PROBLEM TO SOLVE >>
Once the line with "err.in_operation(operation, target)" is found in the data, output it and each following line exactly, up to and including the line with "pub type Result<T>", and nothing before or after.

(Dataset entries)

——————

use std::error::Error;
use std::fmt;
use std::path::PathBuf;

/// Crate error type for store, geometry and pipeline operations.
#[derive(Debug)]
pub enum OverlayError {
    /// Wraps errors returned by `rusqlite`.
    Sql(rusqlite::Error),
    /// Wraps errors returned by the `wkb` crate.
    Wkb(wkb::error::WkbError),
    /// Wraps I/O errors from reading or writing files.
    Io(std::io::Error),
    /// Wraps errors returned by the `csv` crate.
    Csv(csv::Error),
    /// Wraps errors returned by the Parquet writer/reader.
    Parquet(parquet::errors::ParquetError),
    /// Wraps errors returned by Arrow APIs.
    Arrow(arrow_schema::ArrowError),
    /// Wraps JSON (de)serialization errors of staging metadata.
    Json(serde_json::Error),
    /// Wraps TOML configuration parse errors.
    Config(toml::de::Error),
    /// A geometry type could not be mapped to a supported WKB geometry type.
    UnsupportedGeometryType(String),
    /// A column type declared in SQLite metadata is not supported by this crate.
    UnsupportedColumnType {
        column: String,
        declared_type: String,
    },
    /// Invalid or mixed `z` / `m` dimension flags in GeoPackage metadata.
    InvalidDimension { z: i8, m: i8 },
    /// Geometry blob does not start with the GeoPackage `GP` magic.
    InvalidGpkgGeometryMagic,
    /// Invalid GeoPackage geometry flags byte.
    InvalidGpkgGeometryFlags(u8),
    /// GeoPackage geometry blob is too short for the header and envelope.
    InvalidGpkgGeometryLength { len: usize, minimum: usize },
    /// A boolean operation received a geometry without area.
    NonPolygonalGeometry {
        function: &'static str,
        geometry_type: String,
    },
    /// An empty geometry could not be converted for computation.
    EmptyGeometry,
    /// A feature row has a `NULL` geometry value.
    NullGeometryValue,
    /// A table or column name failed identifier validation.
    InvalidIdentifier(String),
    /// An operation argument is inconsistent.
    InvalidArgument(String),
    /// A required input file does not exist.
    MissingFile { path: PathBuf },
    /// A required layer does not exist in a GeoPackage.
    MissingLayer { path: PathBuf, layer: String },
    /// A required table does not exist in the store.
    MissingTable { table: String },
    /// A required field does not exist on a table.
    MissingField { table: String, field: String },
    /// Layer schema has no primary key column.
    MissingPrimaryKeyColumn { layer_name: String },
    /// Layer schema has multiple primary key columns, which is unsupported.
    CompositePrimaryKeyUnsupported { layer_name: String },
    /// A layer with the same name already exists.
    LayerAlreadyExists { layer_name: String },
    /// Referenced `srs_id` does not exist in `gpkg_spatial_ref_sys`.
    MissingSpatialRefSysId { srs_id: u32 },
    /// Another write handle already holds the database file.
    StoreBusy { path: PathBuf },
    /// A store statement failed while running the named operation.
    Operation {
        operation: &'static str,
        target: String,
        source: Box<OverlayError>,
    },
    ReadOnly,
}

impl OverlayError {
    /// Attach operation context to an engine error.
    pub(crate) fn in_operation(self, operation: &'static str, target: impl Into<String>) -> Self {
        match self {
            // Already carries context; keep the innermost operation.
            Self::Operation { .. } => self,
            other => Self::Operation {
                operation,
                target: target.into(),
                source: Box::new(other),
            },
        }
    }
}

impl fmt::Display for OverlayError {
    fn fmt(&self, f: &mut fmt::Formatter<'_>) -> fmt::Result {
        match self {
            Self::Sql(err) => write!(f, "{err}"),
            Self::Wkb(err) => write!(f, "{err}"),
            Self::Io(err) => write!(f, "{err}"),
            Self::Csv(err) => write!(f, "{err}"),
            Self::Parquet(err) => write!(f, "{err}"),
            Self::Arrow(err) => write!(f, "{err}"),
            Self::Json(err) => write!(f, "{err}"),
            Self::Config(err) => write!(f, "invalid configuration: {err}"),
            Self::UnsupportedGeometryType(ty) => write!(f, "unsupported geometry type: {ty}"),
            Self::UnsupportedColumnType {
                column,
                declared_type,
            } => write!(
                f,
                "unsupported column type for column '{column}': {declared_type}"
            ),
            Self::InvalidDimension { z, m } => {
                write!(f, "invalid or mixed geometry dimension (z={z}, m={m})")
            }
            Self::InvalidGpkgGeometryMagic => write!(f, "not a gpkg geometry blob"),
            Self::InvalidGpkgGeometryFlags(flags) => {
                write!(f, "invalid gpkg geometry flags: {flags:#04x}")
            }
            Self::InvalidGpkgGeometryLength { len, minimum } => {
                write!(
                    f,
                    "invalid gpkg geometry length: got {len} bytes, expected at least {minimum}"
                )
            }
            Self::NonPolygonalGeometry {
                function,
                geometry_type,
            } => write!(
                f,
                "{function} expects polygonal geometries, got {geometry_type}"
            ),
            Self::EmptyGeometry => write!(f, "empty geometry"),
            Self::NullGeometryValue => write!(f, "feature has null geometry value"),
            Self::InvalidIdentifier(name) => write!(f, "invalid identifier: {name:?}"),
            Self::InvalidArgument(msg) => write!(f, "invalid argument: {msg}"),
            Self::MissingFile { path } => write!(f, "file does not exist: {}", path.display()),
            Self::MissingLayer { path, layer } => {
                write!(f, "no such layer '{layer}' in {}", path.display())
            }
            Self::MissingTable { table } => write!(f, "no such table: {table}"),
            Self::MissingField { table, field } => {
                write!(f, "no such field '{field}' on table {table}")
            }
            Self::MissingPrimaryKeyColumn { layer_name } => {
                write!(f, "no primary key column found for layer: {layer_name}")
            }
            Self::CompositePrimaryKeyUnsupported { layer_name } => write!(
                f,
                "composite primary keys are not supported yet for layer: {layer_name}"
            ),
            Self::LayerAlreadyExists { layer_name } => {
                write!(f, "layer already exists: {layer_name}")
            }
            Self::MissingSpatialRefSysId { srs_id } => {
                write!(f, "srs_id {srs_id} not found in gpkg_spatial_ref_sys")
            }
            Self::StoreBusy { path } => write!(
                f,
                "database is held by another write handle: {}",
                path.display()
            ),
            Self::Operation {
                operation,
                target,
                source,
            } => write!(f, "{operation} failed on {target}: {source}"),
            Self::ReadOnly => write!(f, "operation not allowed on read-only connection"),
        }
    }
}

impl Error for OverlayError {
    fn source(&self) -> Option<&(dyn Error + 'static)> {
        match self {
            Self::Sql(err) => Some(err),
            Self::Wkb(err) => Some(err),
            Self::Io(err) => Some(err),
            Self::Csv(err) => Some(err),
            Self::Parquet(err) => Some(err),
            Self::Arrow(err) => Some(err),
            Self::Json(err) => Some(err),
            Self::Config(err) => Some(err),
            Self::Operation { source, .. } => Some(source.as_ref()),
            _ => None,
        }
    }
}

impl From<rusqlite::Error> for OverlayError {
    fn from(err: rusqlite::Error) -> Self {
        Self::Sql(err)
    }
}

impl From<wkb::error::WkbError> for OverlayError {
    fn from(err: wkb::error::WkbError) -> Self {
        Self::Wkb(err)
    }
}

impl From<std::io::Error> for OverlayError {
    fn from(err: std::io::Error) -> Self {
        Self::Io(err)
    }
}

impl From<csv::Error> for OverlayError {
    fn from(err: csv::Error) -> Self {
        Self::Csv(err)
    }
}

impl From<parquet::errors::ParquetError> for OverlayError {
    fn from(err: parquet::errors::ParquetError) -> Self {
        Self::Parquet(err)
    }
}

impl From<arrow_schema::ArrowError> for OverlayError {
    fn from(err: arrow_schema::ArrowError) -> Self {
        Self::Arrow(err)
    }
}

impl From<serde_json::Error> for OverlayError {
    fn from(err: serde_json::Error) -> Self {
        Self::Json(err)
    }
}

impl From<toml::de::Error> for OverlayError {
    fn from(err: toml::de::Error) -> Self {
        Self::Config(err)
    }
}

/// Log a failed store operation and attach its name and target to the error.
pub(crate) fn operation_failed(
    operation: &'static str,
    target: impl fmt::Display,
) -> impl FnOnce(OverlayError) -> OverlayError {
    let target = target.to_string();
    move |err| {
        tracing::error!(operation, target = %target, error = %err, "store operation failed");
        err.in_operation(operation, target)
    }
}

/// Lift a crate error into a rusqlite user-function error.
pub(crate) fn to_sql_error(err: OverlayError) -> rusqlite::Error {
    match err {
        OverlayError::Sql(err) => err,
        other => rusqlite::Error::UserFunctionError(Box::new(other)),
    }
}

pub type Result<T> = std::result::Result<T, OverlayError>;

——————

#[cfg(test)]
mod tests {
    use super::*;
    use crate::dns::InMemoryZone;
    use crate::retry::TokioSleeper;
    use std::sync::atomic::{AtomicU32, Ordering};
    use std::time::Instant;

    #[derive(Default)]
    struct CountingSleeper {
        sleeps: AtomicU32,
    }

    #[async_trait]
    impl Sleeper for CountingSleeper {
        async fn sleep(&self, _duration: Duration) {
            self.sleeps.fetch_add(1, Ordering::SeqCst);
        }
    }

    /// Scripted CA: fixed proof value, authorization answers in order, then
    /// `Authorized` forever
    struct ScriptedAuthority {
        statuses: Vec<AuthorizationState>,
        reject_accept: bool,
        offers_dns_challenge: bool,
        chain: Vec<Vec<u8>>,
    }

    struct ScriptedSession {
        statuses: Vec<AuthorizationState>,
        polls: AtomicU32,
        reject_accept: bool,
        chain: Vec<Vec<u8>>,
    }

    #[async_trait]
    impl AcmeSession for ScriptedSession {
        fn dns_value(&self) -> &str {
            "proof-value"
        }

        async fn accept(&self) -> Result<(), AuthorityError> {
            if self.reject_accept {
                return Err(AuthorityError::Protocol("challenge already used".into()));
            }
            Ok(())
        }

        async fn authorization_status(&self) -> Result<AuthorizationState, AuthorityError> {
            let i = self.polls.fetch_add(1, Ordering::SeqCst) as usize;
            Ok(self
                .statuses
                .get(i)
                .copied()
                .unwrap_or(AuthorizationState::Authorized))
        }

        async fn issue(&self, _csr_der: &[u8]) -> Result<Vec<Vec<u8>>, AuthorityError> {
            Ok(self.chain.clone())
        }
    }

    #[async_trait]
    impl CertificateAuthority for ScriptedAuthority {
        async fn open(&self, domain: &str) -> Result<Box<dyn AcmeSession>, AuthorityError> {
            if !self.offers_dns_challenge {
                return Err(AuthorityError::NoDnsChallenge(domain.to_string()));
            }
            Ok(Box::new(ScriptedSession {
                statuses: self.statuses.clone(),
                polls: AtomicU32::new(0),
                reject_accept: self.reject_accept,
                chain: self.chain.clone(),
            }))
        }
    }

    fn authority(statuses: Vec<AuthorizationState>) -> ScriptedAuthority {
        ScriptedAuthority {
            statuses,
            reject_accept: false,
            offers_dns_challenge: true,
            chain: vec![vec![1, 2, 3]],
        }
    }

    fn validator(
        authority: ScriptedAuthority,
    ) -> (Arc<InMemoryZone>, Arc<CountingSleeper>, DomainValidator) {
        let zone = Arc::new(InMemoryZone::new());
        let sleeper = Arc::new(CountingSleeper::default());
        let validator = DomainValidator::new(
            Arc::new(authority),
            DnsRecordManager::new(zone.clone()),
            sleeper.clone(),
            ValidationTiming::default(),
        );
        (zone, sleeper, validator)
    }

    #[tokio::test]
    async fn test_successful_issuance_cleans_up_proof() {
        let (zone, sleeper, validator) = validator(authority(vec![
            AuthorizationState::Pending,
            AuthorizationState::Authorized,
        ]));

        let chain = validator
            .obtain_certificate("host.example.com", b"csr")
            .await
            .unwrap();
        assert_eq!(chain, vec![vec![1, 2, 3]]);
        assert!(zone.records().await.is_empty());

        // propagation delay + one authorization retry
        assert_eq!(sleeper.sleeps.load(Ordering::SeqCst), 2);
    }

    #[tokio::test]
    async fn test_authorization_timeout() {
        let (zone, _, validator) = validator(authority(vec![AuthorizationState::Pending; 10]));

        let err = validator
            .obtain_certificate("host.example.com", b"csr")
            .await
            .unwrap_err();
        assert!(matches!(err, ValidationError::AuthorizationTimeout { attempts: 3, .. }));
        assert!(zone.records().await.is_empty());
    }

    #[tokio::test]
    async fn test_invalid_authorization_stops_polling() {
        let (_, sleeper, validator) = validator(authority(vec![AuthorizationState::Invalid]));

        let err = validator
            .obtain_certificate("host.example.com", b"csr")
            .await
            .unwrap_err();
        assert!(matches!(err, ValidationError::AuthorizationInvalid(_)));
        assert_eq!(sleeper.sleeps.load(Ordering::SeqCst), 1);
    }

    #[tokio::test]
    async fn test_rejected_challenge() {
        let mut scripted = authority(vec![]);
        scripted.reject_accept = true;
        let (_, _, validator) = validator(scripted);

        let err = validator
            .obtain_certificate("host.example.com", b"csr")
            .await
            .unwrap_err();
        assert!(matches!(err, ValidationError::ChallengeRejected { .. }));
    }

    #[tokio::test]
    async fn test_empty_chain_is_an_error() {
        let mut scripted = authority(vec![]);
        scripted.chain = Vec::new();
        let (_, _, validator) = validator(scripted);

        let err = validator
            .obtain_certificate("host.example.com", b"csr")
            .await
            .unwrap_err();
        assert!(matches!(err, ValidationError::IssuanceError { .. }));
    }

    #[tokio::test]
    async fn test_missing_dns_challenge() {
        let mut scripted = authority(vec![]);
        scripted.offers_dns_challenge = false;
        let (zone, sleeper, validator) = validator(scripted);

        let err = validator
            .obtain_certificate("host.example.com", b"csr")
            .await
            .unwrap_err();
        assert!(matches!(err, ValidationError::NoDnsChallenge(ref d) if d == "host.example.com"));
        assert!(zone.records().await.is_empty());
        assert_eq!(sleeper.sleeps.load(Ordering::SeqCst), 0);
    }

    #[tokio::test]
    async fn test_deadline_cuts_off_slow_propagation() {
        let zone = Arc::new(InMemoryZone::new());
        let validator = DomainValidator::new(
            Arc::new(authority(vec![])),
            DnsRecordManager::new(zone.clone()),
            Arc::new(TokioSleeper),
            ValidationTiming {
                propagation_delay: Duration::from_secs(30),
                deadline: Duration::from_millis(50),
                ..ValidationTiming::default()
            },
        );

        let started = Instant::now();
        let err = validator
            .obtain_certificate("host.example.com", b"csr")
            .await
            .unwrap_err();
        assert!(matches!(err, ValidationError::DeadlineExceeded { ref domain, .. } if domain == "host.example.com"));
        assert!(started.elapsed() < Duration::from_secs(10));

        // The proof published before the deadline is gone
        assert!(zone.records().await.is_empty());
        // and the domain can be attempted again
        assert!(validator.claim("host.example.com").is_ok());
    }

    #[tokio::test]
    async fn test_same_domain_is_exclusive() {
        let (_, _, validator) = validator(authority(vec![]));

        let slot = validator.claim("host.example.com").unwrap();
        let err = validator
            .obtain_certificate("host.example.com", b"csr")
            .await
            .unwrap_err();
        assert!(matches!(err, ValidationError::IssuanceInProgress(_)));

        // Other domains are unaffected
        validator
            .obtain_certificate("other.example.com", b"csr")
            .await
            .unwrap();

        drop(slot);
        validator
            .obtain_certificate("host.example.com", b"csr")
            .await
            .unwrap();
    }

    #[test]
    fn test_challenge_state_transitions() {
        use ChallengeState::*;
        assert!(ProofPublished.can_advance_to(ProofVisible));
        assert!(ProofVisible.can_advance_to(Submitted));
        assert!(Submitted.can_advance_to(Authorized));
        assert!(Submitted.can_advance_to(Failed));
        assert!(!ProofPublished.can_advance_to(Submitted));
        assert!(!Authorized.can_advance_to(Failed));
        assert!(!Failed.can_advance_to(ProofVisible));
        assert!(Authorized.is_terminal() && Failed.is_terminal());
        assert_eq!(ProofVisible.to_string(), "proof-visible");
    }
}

——————

WRITTEN RESPONSE >>
        err.in_operation(operation, target)
    }
}

/// Lift a crate error into a rusqlite user-function error.
pub(crate) fn to_sql_error(err: OverlayError) -> rusqlite::Error {
    match err {
        OverlayError::Sql(err) => err,
        other => rusqlite::Error::UserFunctionError(Box::new(other)),
    }
}

pub type Result<T> = std::result::Result<T, OverlayError>;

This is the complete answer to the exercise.